Le tribunal a jugé que « la nécessité d’interpréter la clause d’exclusion de garantie, et son ambiguïté due à une rédaction pour le moins absconse, doit profiter au débiteur de l’obligation.Il convient de rappeler que le contrat d’assurance est un contrat d’adhésion dans la mesure où aucune négociation n’est intervenue, le contrat proposé étant un contrat « standard » élaboré par la compagnie d’assurance à l’usage des restaurateurs. »

__L’article 1188 du Code Civil dispose que :
« Le contrat s’interprète d’après la commune intention des parties plutôt qu’en s’arrêtant au sens littéral de ses termes.
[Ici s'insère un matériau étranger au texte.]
//! Drafting structured tasks from free-text descriptions.

use super::{AssigneeSuggestion, AssignmentService, TriageError, TriageResult};
use crate::board::{
    domain::{ProjectId, Task, TaskId, TaskPriority},
    ports::BoardRepository,
};
use crate::triage::domain::{
    ComplexityAssessment, assess_complexity, extract_priority, extract_title,
};
use mockable::Clock;
use serde::{Deserialize, Serialize};
use std::sync::Arc;

/// Fixed confidence attached to drafted tasks.
const DRAFT_CONFIDENCE: f64 = 0.8;

/// Structured task drafted from a free-text description.
#[derive(Debug, Clone, PartialEq, Serialize, Deserialize)]
pub struct DraftedTask {
    /// Title extracted from the first sentence.
    pub title: String,
    /// The full source description.
    pub description: String,
    /// Target project.
    pub project_id: ProjectId,
    /// Priority extracted from urgency language.
    pub priority: TaskPriority,
    /// Effort estimate taken from the complexity assessment.
    pub estimated_hours: f64,
    /// Best-ranked assignee candidate, when one scores above zero.
    pub suggested_assignee: Option<AssigneeSuggestion>,
    /// The complexity assessment backing the estimate.
    pub assessment: ComplexityAssessment,
    /// Overall confidence in the draft.
    pub confidence: f64,
}

/// Free-text task intake service.
#[derive(Clone)]
pub struct DraftService<R, C>
where
    R: BoardRepository,
    C: Clock + Send + Sync,
{
    repository: Arc<R>,
    clock: Arc<C>,
    assignment: AssignmentService<R, C>,
}

impl<R, C> DraftService<R, C>
where
    R: BoardRepository,
    C: Clock + Send + Sync,
{
    /// Creates a new draft service.
    #[must_use]
    pub fn new(repository: Arc<R>, clock: Arc<C>) -> Self {
        let assignment = AssignmentService::new(Arc::clone(&repository), Arc::clone(&clock));
        Self {
            repository,
            clock,
            assignment,
        }
    }

    /// Drafts a structured task from a free-text description.
    ///
    /// # Errors
    ///
    /// Returns [`TriageError::ProjectNotFound`] when the target project does
    /// not exist.
    pub async fn draft_task(
        &self,
        description: &str,
        project_id: ProjectId,
    ) -> TriageResult<DraftedTask> {
        self.repository
            .find_project(project_id)
            .await?
            .ok_or(TriageError::ProjectNotFound(project_id))?;

        let title = extract_title(description);
        let priority = extract_priority(description);
        let assessment = assess_complexity(&title, description);
        let ranked = self
            .assignment
            .suggest(&title, description, Some(project_id))
            .await?;

        Ok(DraftedTask {
            title,
            description: description.to_owned(),
            project_id,
            priority,
            estimated_hours: assessment.estimated_hours,
            suggested_assignee: ranked.suggestions.into_iter().next(),
            assessment,
            confidence: DRAFT_CONFIDENCE,
        })
    }

    /// Persists a drafted task, auto-assigning the suggested user if any.
    ///
    /// # Errors
    ///
    /// Returns [`TriageError::Domain`] when the draft fails task validation
    /// (for example, an empty extracted title) and a repository error when
    /// persistence fails.
    pub async fn create_from_draft(&self, draft: &DraftedTask) -> TriageResult<TaskId> {
        let mut task = Task::new(draft.project_id, draft.title.clone(), &*self.clock)?
            .with_description(draft.description.clone())
            .with_priority(draft.priority)
            .with_estimated_hours(draft.estimated_hours)?;
        if let Some(assignee) = &draft.suggested_assignee {
            task = task.with_assignee(assignee.user_id);
        }

        self.repository.create_task(&task).await?;
        Ok(task.id())
    }
}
Lorsque cette intention ne peut être décelée, le contrat s’interprète selon le sens que lui donnerait une personne raisonnable placée dans la même situation ».
__L’article 1190 du Code Civil dispose que :
« Dans le doute, le contrat de gré à gré s’interprète contre le créancier et en faveur du débiteur, et le contrat d’adhésion contre celui qui l’a proposé ».

Il ressort des débats qu’il n’y a pas de commune intention des parties qui ne s’accordent pas sur les risques assurés. Le contrat doit donc être interprété « dans le sens que lui donnerait une personne raisonnable ». De même que le doute créé par la rédaction confuse de la clause d’exclusion doit être interprété en faveur du débiteur et contre l’assureur qui l’a proposé.

C’est pourquoi le Tribunal estime que le contrat doit être interprété comme suit : la société Racines Restaurant est assurée contre le risque d’épidémie, à condition que les conditions générales du contrat rendent cette garantie applicable. Cette éventualité a été validée ci-dessus, la fermeture de l’établissement résultant du décret n° 2020-663 du 31 mai 2020 et ayant pour origine une maladie infectieuse.